__Task statement__:
Within the records below is a range that opens at the line with "Height used before" and closes at the line with "pub const VALUE_DOMAIN_PADDING: f64 = 0.3;". Return that range word for word, both ends included, and only that range.

__Data listing__:
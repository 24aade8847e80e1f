// File: crates/chart-core/src/types.rs
// Summary: Shared types and constants (sizes, breakpoint, margins, animation timing).

/// Width used before the host container has been measured.
pub const DEFAULT_WIDTH: f64 = 800.0;
/// Height used before the host container has been measured.
pub const DEFAULT_HEIGHT: f64 = 450.0;

/// Containers narrower than this use the mobile layout.
pub const MOBILE_BREAKPOINT: f64 = 640.0;

/// Stroke reveal duration per series, in milliseconds.
pub const REVEAL_DURATION_MS: f64 = 1500.0;
/// Delay between consecutive series reveals, in milliseconds.
pub const REVEAL_STAGGER_MS: f64 = 300.0;

/// Extra room (log units) added below the minimum and above the maximum value.
pub const VALUE_DOMAIN_PADDING: f64 = 0.3;
/// Fraction of a band step left empty between and around bands.
pub const BAND_PADDING: f64 = 0.1;

/// Plot margins around the inner drawing area, in pixels.
/// Contract: all fields are non-negative.
#[derive(Clone, Copy, Debug, PartialEq)]
pub struct Margins {
    pub top: f64,
    pub right: f64,
    pub bottom: f64,
    pub left: f64,
}

impl Margins {
    pub const fn new(top: f64, right: f64, bottom: f64, left: f64) -> Self {
        Self { top, right, bottom, left }
    }
    /// Room on the right for the vertical legend.
    pub const fn desktop() -> Self { Self::new(40.0, 130.0, 80.0, 70.0) }
    /// Room at the bottom for steep labels and the horizontal legend.
    pub const fn mobile() -> Self { Self::new(30.0, 20.0, 100.0, 50.0) }
    /// Total horizontal margin (left + right).
    pub fn hsum(&self) -> f64 { self.left + self.right }
    /// Total vertical margin (top + bottom).
    pub fn vsum(&self) -> f64 { self.top + self.bottom }
}

impl Default for Margins {
    fn default() -> Self { Self::desktop() }
}

/// Every piece of visible text the chart writes. Defaults are the Portuguese
/// captions of the life-table dashboard.
#[derive(Clone, Debug, PartialEq)]
pub struct ChartLabels {
    /// Chart title on wide layouts.
    pub title: String,
    /// Chart title on narrow layouts.
    pub title_short: String,
    /// X title when categories are age bands.
    pub x_title_age_band: String,
    /// X title when categories are years.
    pub x_title_year: String,
    /// Quantity wrapped by the transform in the Y title, e.g. `log₁₀(nMx)`.
    pub quantity: String,
    /// Header above the vertical legend.
    pub legend_title: String,
    pub placeholder: String,
}

impl Default for ChartLabels {
    fn default() -> Self {
        Self {
            title: "Taxa Central de Mortalidade por Faixa Etária (escala logarítmica)".to_string(),
            title_short: "Taxa de Mortalidade (log)".to_string(),
            x_title_age_band: "Faixa Etária".to_string(),
            x_title_year: "Ano".to_string(),
            quantity: "nMx".to_string(),
            legend_title: "Sexo".to_string(),
            placeholder: "Nenhum dado disponível para visualização".to_string(),
        }
    }
}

__Exercise output__:
/// Height used before the host container has been measured.
pub const DEFAULT_HEIGHT: f64 = 450.0;

/// Containers narrower than this use the mobile layout.
pub const MOBILE_BREAKPOINT: f64 = 640.0;

/// Stroke reveal duration per series, in milliseconds.
pub const REVEAL_DURATION_MS: f64 = 1500.0;
/// Delay between consecutive series reveals, in milliseconds.
pub const REVEAL_STAGGER_MS: f64 = 300.0;

/// Extra room (log units) added below the minimum and above the maximum value.
pub const VALUE_DOMAIN_PADDING: f64 = 0.3;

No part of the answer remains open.